Tally how many lines of these entries hold the string "reqwest". Return the number alone.

[EXERCISE DATA Boundary: Start]

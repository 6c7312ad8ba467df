use async_trait::async_trait;
use serde::Deserialize;
use thiserror::Error;

pub mod cloudinary;
pub mod data_url;

#[derive(Error, Debug)]
pub enum MediaError {
    #[error("Media host request failed: {0}")]
    Http(#[from] reqwest::Error),

    #[error("Media host rejected the upload ({status}): {message}")]
    Rejected { status: u16, message: String },

    #[error("Media host is not configured: {0} is missing")]
    NotConfigured(&'static str),

    #[error("Invalid image: {0}")]
    InvalidImage(String),

    #[error("Invalid image encoding: {0}")]
    Decode(#[from] base64::DecodeError),
}

#[derive(Deserialize, Debug, Clone, PartialEq)]
pub struct UploadedImage {
    pub url: String,
    #[serde(default)]
    pub secure_url: String,
    #[serde(default)]
    pub public_id: String,
}

/// External service turning an uploadable image into a durable URL.
///
/// `image` is whatever the client sent as `mainPhoto`, usually a
/// `data:<mime>;base64,<payload>` string.
#[async_trait]
pub trait MediaHost: Send + Sync {
    async fn upload(&self, image: &str) -> Result<UploadedImage, MediaError>;
}
use async_trait::async_trait;
use chrono::Utc;
use reqwest::Client;
use serde::Deserialize;
use sha2::{Digest, Sha256};
use spdlog::debug;

use crate::config::{Media, DEFAULT_MEDIA_API_BASE};
use crate::media::data_url::parse_image_data_url;
use crate::media::{MediaError, MediaHost, UploadedImage};

/// Signed uploads to the Cloudinary image API.
#[derive(Clone)]
pub struct Cloudinary {
    client: Client,
    upload_url: String,
    api_key: String,
    api_secret: String,
}

#[derive(Deserialize, Default)]
struct ErrorDetail {
    #[serde(default)]
    message: String,
}

#[derive(Deserialize, Default)]
struct ErrorReply {
    #[serde(default)]
    error: ErrorDetail,
}

impl Cloudinary {
    pub fn new(api_base: &str, cloud_name: &str, api_key: &str, api_secret: &str) -> Self {
        let upload_url = format!("{}/v1_1/{}/image/upload", api_base.trim_end_matches('/'), cloud_name);
        Cloudinary {
            client: Client::new(),
            upload_url,
            api_key: api_key.to_string(),
            api_secret: api_secret.to_string(),
        }
    }

    pub fn from_config(media: &Media) -> Result<Self, MediaError> {
        let api_base = media.api_base.as_deref().unwrap_or(DEFAULT_MEDIA_API_BASE);
        let cloud_name = media.cloud_name.as_deref().ok_or(MediaError::NotConfigured("cloud_name"))?;
        let api_key = media.api_key.as_deref().ok_or(MediaError::NotConfigured("api_key"))?;
        let api_secret = media.api_secret.as_deref().ok_or(MediaError::NotConfigured("api_secret"))?;
        Ok(Self::new(api_base, cloud_name, api_key, api_secret))
    }

    pub fn upload_url(&self) -> &str {
        &self.upload_url
    }

    /// Parameters are signed in alphabetical order, followed by the secret.
    fn signature(&self, timestamp: i64) -> String {
        let to_sign = format!("timestamp={}{}", timestamp, self.api_secret);
        hex::encode(Sha256::digest(to_sign.as_bytes()))
    }
}

#[async_trait]
impl MediaHost for Cloudinary {
    async fn upload(&self, image: &str) -> Result<UploadedImage, MediaError> {
        // Reject garbage before spending a round trip on it
        let decoded = parse_image_data_url(image)?;

        let timestamp = Utc::now().timestamp();
        let params = [
            ("file", image.to_string()),
            ("api_key", self.api_key.clone()),
            ("timestamp", timestamp.to_string()),
            ("signature_algorithm", "sha256".to_string()),
            ("signature", self.signature(timestamp)),
        ];

        debug!("Uploading {} bytes of {} to {}", decoded.data.len(), decoded.mime_type, self.upload_url);
        let response = self.client.post(&self.upload_url)
            .form(&params)
            .send()
            .await?;

        let status = response.status();
        if !status.is_success() {
            let reply: ErrorReply = response.json().await.unwrap_or_default();
            return Err(MediaError::Rejected {
                status: status.as_u16(),
                message: reply.error.message,
            });
        }

        Ok(response.json::<UploadedImage>().await?)
    }
}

[EXERCISE DATA Boundary: End]

* EXERCISE ANSWER
2